Seagate's GoFlex Desk products are the first to feature the new hard drive, delivering storage capacities of up to 3TB and an areal density of 625 Gigabits per square inch, the industry's highest. Seagate is on track to ship its flagship 3.5-inch Barracuda desktop hard drive with 3TBs of storage on 3 disk platters - enough capacity to store up to 120 high-definition movies, 1,500 video games, thousands of photos or virtually countless hours of digital music - to the distribution channel in mid-2011. The drive will also be available in capacities of 2TB, 1.5TB and 1TB.
"Organizations of all sizes and consumers worldwide are amassing digital content at light speed, generating immense demand for storage of digital content of every imaginable kind," said Rocky Pimentel, Seagate Executive Vice President of Worldwide Sales and Marketing. "We remain keenly focused on delivering the storage capacity, speed and manageability our customers need to thrive in an increasingly digital world."

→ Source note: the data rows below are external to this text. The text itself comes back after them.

//! Data loaders - one API call each, rendered into the matching screen fragment.
//!
//! A load captures a [`LoadTicket`] before its request and its result is applied only while
//! that ticket is current, so a late response never overwrites a newer view. A failed load
//! keeps whatever the fragment showed before and raises an error toast.

use super::App;
use crate::{
    core::{Kind, Transport, router::LoadTicket},
    entities::{
        DashboardStats, Product, ProductList, ShopList, ShopSettings, TransactionList, UserList,
    },
    errors::Result,
    ui::views,
};
use tracing::{debug, warn};

impl<T: Transport> App<T> {
    /// Passes a load result through the generation guard and the failure policy.
    fn accept<R>(&mut self, ticket: LoadTicket, what: &str, result: Result<R>) -> Option<R> {
        if !self.view.is_current(ticket) {
            debug!(what, "Discarding result of a superseded load");
            return None;
        }
        match result {
            Ok(value) => Some(value),
            Err(e) => {
                warn!("Failed to load {}: {}", what, e);
                self.notifier.notify(e.to_string(), Kind::Error);
                None
            }
        }
    }

    /// Fills the public shop list.
    pub async fn load_public_shops(&mut self) {
        let ticket = self.view.begin_load();
        let result = self.api.public_shops().await;
        if let Some(list) = self.accept::<ShopList>(ticket, "shops", result) {
            self.screen.shops = views::shop_cards(&list.shops);
        }
    }

    /// Fills a storefront.
    ///
    /// # Arguments
    /// * `shop_id` - Shop to browse
    /// * `shop_name` - Title shown above the products
    pub async fn load_shop_products(&mut self, shop_id: i64, shop_name: &str) {
        let ticket = self.view.begin_load();
        let result = self.api.public_products(shop_id).await;
        if let Some(list) = self.accept::<ProductList>(ticket, "storefront products", result) {
            self.screen.storefront_title = Some(shop_name.to_string());
            self.screen.storefront = views::storefront_cards(&list.products);
        }
    }

    /// Loads everything the dashboard shows. Requests run concurrently and are applied in a
    /// fixed order.
    pub async fn load_dashboard(&mut self) {
        let Some(user) = self.session.user() else {
            debug!("Dashboard requested while logged out");
            return;
        };
        self.refresh_user_header(Some(&user));
        let super_admin = user.role.is_super_admin();
        let ticket = self.view.begin_load();

        let api = &self.api;
        let (stats, products, transactions, users) = tokio::join!(
            async {
                if super_admin {
                    Some(api.dashboard().await)
                } else {
                    None
                }
            },
            api.products(),
            api.transactions(),
            async {
                if super_admin {
                    Some(api.users().await)
                } else {
                    None
                }
            },
        );

        match stats {
            Some(result) => self.apply_stats(ticket, result),
            None => self.screen.stats = views::role_card(user.role),
        }
        self.apply_products(ticket, products);
        self.apply_transactions(ticket, transactions);
        if let Some(result) = users {
            self.apply_users(ticket, result);
        }
    }

    /// Opens one storefront product. Public: no token is sent.
    ///
    /// # Arguments
    /// * `shop_id` - Shop whose storefront lists the product
    /// * `product_id` - Product to open
    pub async fn load_storefront_product(&mut self, shop_id: i64, product_id: i64) {
        let ticket = self.view.begin_load();
        let result = self.api.public_product(shop_id, product_id).await;
        if let Some(product) = self.accept::<Product>(ticket, "storefront product", result) {
            self.screen.product_detail = views::product_details(&product, None);
        }
    }

    /// Opens one product of the logged-in user's shop.
    pub async fn load_product_detail(&mut self, id: i64) {
        let role = self.session.role();
        let ticket = self.view.begin_load();
        let result = self.api.product(id).await;
        if let Some(product) = self.accept::<Product>(ticket, "product", result) {
            self.screen.product_detail = views::product_details(&product, role);
        }
    }

    /// Aggregates are shown only to a `SuperAdmin`; any other role gets a role card and no
    /// request is made.
    pub async fn load_dashboard_stats(&mut self) {
        match self.session.role() {
            None => {}
            Some(role) if !role.is_super_admin() => {
                self.screen.stats = views::role_card(role);
            }
            Some(_) => {
                let ticket = self.view.begin_load();
                let result = self.api.dashboard().await;
                self.apply_stats(ticket, result);
            }
        }
    }

    fn apply_stats(&mut self, ticket: LoadTicket, result: Result<DashboardStats>) {
        if let Some(stats) = self.accept(ticket, "dashboard stats", result) {
            self.screen.stats = views::stats_cards(&stats);
        }
    }

    /// Fills the products tab.
    pub async fn load_products(&mut self) {
        let ticket = self.view.begin_load();
        let result = self.api.products().await;
        self.apply_products(ticket, result);
    }

    fn apply_products(&mut self, ticket: LoadTicket, result: Result<ProductList>) {
        let role = self.session.role();
        if let Some(list) = self.accept(ticket, "products", result) {
            self.screen.products = views::products_table(&list.products, role);
        }
    }

    /// Fills the transactions tab.
    pub async fn load_transactions(&mut self) {
        let ticket = self.view.begin_load();
        let result = self.api.transactions().await;
        self.apply_transactions(ticket, result);
    }

    fn apply_transactions(&mut self, ticket: LoadTicket, result: Result<TransactionList>) {
        if let Some(list) = self.accept(ticket, "transactions", result) {
            self.screen.transactions = views::transactions_table(&list.transactions);
        }
    }

    /// Fills the users tab; the viewer's own row gets a marker.
    pub async fn load_users(&mut self) {
        let ticket = self.view.begin_load();
        let result = self.api.users().await;
        self.apply_users(ticket, result);
    }

    fn apply_users(&mut self, ticket: LoadTicket, result: Result<UserList>) {
        let current_user_id = self.session.user().map(|user| user.id);
        if let Some(list) = self.accept(ticket, "users", result) {
            self.screen.users = views::users_table(&list.users, current_user_id);
        }
    }

    /// Fills the low-stock report.
    pub async fn load_low_stock(&mut self) {
        let ticket = self.view.begin_load();
        let result = self.api.low_stock_products().await;
        if let Some(list) = self.accept::<ProductList>(ticket, "low-stock report", result) {
            self.screen.low_stock = views::low_stock_table(&list.products);
        }
    }

    /// Fills the shop tab.
    pub async fn load_shop_settings(&mut self) {
        let ticket = self.view.begin_load();
        let result = self.api.shop().await;
        if let Some(shop) = self.accept::<ShopSettings>(ticket, "shop settings", result) {
            self.screen.shop_settings = views::shop_details(&shop);
        }
    }

    /// Fills the product selector of the transaction form.
    pub async fn load_transaction_product_options(&mut self) {
        let ticket = self.view.begin_load();
        let result = self.api.products().await;
        if let Some(list) = self.accept::<ProductList>(ticket, "product options", result) {
            self.screen.product_options = views::product_options(&list.products);
        }
    }
}

#[cfg(test)]
mod tests {
    use crate::{
        core::{Method, Section},
        entities::ProductList,
        errors::CONNECTION_ERROR_MESSAGE,
        test_utils::{FakeTransport, admin, init_test_tracing, logged_in_app, product_json, super_admin, test_app},
        ui::{Fragment, Tone, views},
    };
    use serde_json::json;

    #[tokio::test]
    async fn test_empty_products_render_placeholder() {
        let fake = FakeTransport::new();
        fake.on(Method::Get, "/products", 200, json!({"products": []}));
        let mut app = logged_in_app(&fake, &super_admin());

        app.load_products().await;

        assert_eq!(app.screen().products.placeholder(), Some(views::NO_PRODUCTS));
        assert!(app.screen().products.as_table().is_none());
    }

    #[tokio::test]
    async fn test_null_list_renders_placeholder() {
        let fake = FakeTransport::new();
        fake.on(Method::Get, "/transactions", 200, json!({"transactions": null}));
        let mut app = logged_in_app(&fake, &admin());

        app.load_transactions().await;

        assert_eq!(app.screen().transactions.placeholder(), Some(views::NO_TRANSACTIONS));
    }

    #[tokio::test]
    async fn test_failed_load_keeps_prior_content_and_notifies() {
        init_test_tracing();
        let fake = FakeTransport::new();
        fake.on(
            Method::Get,
            "/products",
            200,
            json!({"products": [product_json(1, "Widget", 10.0, 15.0, 3)]}),
        );
        fake.offline(Method::Get, "/products");
        let mut app = logged_in_app(&fake, &admin());

        app.load_products().await;
        let before = app.screen().products.clone();
        assert!(before.as_table().is_some());

        app.load_products().await;
        assert_eq!(app.screen().products, before);
        assert_eq!(app.notifier().last_error(), Some(CONNECTION_ERROR_MESSAGE));
    }

    #[tokio::test]
    async fn test_superseded_result_is_discarded() {
        let fake = FakeTransport::new();
        let mut app = logged_in_app(&fake, &admin());
        let ticket = app.view.begin_load();

        app.view.show_section(Section::Public, None);
        let stale: ProductList =
            serde_json::from_value(json!({"products": [product_json(1, "Old", 1.0, 2.0, 9)]}))
                .unwrap();
        app.apply_products(ticket, Ok(stale));

        assert_eq!(app.screen().products, Fragment::Unloaded);
    }

    #[tokio::test]
    async fn test_admin_stats_show_role_without_request() {
        let fake = FakeTransport::new();
        let mut app = logged_in_app(&fake, &admin());

        app.load_dashboard_stats().await;

        match &app.screen().stats {
            Fragment::Stats(cards) => {
                assert_eq!(cards.len(), 1);
                assert_eq!(cards[0].value, "Admin");
            }
            other => panic!("expected stats, got {other:?}"),
        }
        assert!(fake.requests().is_empty());
    }

    #[tokio::test]
    async fn test_super_admin_dashboard_loads_everything() {
        let fake = FakeTransport::new();
        fake.on(
            Method::Get,
            "/reports/dashboard",
            200,
            json!({"dashboard": {
                "total_sales": 1500, "total_expenses": 200, "net_profit": 1300,
                "total_products": 4, "low_stock_products": 1,
                "transactions": {"total": 12}
            }}),
        );
        fake.on(Method::Get, "/products", 200, json!({"products": []}));
        fake.on(Method::Get, "/transactions", 200, json!({"transactions": []}));
        fake.on(
            Method::Get,
            "/users",
            200,
            json!({"users": [{"id": 1, "name": "Sam Owner", "email": "sam@shop.test", "role": "SuperAdmin"}]}),
        );
        let mut app = logged_in_app(&fake, &super_admin());

        app.show_section(Section::Dashboard).await;

        match &app.screen().stats {
            Fragment::Stats(cards) => {
                assert_eq!(cards[0].value, "1,500 DH");
                assert!(cards.iter().any(|c| c.tone == Tone::Profit && c.value == "1,300 DH"));
            }
            other => panic!("expected stats, got {other:?}"),
        }
        assert!(app.screen().users.as_table().is_some());
        assert!(app.screen().users_tab_visible);
        assert_eq!(fake.requests().len(), 4);
    }

    #[tokio::test]
    async fn test_public_shops_placeholder_when_none() {
        let fake = FakeTransport::new();
        fake.on(Method::Get, "/public/shops", 200, json!({"shops": []}));
        let (mut app, _) = test_app(&fake);

        app.load_public_shops().await;

        assert_eq!(app.screen().shops.placeholder(), Some(views::NO_SHOPS));
    }

    #[tokio::test]
    async fn test_shop_settings_rendered_as_details() {
        let fake = FakeTransport::new();
        fake.on(
            Method::Get,
            "/shop",
            200,
            json!({"shop": {"id": 2, "name": "Corner Shop", "whatsapp_number": "212600000000", "active": true}}),
        );
        let mut app = logged_in_app(&fake, &super_admin());

        app.load_shop_settings().await;

        assert_eq!(
            app.screen().shop_settings,
            Fragment::Details(vec![
                ("Name".to_string(), "Corner Shop".to_string()),
                ("WhatsApp".to_string(), "212600000000".to_string()),
                ("Status".to_string(), "Active".to_string()),
            ])
        );
    }

    #[tokio::test]
    async fn test_product_detail_uses_private_endpoint() {
        let fake = FakeTransport::new();
        fake.on(
            Method::Get,
            "/products/4",
            200,
            json!({"product": product_json(4, "Widget", 10.0, 15.0, 12)}),
        );
        let mut app = logged_in_app(&fake, &super_admin());

        app.load_product_detail(4).await;

        match &app.screen().product_detail {
            Fragment::Details(pairs) => {
                assert_eq!(pairs[0], ("Name".to_string(), "Widget".to_string()));
                assert!(pairs.contains(&(views::PURCHASE_PRICE_HEADER.to_string(), "10 DH".to_string())));
                assert!(pairs.contains(&("Stock".to_string(), "12".to_string())));
            }
            other => panic!("expected details, got {other:?}"),
        }
        let sent = fake.last_request().unwrap();
        assert_eq!(sent.header("authorization"), Some("Bearer test-token"));
    }

    #[tokio::test]
    async fn test_storefront_product_is_public_and_offers_order_link() {
        let fake = FakeTransport::new();
        fake.on(
            Method::Get,
            "/public/3/products/9",
            200,
            json!({"product": {
                "id": 9, "name": "Phone", "selling_price": 1200, "stock": 2,
                "in_stock": true, "whatsapp_link": "https://wa.me/2126?text=Phone"
            }}),
        );
        let (mut app, _) = test_app(&fake);

        app.load_storefront_product(3, 9).await;

        match &app.screen().product_detail {
            Fragment::Details(pairs) => {
                assert!(pairs.contains(&("Selling price".to_string(), "1,200 DH".to_string())));
                assert!(pairs.contains(&("Order".to_string(), "https://wa.me/2126?text=Phone".to_string())));
            }
            other => panic!("expected details, got {other:?}"),
        }
        assert_eq!(fake.last_request().unwrap().header("authorization"), None);
    }

    #[tokio::test]
    async fn test_missing_product_keeps_detail_and_shows_server_error() {
        let fake = FakeTransport::new();
        fake.on(Method::Get, "/products/77", 404, json!({"error": "Product not found"}));
        let mut app = logged_in_app(&fake, &admin());

        app.load_product_detail(77).await;

        assert_eq!(app.screen().product_detail, Fragment::Unloaded);
        assert_eq!(app.notifier().last_error(), Some("Product not found"));
    }
}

GoFlex Desk external drives are compatible with both the Windows operating system and Mac computers. Each drive includes an NTFS driver for Mac, which allows the drive to store and access files from both Windows and Mac OS X computers without reformatting. The GoFlex Desk external drive's sleek black 3.5-inch design sits either vertically or horizontally to accommodate any desktop environment.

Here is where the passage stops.